TRY IT =>
List each line of the data that holds the string "rerun".
:: THE INPUT ::
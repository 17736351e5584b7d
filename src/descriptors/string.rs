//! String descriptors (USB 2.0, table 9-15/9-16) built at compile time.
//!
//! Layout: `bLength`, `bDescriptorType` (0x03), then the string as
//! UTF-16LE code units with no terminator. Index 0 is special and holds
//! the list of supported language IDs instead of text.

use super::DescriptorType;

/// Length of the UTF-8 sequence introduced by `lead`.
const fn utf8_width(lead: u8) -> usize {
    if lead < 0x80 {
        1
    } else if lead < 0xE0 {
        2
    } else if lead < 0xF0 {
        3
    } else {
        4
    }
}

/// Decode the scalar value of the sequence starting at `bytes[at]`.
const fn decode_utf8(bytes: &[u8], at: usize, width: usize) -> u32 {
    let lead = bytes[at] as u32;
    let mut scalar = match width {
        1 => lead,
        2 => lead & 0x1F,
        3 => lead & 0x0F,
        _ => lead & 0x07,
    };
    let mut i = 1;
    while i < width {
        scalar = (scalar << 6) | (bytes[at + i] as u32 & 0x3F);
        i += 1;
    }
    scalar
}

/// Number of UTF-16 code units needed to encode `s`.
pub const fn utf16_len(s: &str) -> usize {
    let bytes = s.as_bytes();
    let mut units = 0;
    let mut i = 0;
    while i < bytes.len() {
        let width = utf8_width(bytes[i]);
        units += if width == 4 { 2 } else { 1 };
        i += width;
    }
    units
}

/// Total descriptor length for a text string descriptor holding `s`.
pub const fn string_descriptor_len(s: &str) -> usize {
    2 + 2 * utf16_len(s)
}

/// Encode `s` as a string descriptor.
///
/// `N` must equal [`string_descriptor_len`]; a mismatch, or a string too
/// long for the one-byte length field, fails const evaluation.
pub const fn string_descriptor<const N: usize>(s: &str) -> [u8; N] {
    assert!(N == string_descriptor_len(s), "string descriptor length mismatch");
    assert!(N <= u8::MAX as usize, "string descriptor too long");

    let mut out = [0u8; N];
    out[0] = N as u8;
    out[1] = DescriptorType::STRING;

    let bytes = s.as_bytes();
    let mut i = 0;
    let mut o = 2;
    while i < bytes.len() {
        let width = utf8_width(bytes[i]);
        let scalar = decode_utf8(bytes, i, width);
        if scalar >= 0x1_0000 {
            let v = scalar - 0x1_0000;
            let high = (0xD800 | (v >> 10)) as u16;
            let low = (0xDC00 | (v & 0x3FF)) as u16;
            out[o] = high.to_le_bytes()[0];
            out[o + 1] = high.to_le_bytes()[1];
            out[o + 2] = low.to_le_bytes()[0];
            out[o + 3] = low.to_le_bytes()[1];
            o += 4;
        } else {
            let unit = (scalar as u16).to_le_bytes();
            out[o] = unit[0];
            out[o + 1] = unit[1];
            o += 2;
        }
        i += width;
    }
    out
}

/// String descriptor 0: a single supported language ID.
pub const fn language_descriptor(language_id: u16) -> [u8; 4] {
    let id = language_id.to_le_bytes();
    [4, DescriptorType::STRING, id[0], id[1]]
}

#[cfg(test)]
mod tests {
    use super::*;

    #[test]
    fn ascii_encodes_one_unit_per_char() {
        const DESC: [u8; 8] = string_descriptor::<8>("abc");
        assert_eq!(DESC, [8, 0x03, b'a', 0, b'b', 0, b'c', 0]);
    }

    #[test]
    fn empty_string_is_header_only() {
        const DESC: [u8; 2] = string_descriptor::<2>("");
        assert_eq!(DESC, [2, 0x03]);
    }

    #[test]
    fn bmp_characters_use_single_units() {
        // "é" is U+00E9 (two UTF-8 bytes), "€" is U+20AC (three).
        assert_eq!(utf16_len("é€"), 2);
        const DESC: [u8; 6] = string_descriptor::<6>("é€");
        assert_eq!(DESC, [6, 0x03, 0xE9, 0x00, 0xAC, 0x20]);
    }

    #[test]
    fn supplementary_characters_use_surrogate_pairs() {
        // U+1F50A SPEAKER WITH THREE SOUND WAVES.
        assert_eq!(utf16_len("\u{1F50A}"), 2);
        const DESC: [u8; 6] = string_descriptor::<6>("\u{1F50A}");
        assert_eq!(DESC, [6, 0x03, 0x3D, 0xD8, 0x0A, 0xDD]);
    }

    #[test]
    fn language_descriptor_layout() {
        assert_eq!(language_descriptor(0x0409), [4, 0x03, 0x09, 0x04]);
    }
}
:::
:: THE INPUT ::
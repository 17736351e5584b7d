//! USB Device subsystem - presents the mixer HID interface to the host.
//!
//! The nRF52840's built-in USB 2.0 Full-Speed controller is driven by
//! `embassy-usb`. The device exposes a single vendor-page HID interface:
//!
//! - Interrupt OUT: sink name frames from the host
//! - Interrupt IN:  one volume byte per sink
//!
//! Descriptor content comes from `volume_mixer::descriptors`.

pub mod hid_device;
:::
:: THE INPUT ::
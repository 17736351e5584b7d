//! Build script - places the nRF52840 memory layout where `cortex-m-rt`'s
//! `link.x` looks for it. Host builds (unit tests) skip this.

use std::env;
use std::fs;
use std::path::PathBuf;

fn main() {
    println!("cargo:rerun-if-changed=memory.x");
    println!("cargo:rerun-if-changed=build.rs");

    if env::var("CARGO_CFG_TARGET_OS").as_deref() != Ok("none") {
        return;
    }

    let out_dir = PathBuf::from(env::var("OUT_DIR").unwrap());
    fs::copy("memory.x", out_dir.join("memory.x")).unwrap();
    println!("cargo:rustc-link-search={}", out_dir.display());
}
:::
ANSWER TO THE EXERCISE =>
    println!("cargo:rerun-if-changed=memory.x");
    println!("cargo:rerun-if-changed=build.rs");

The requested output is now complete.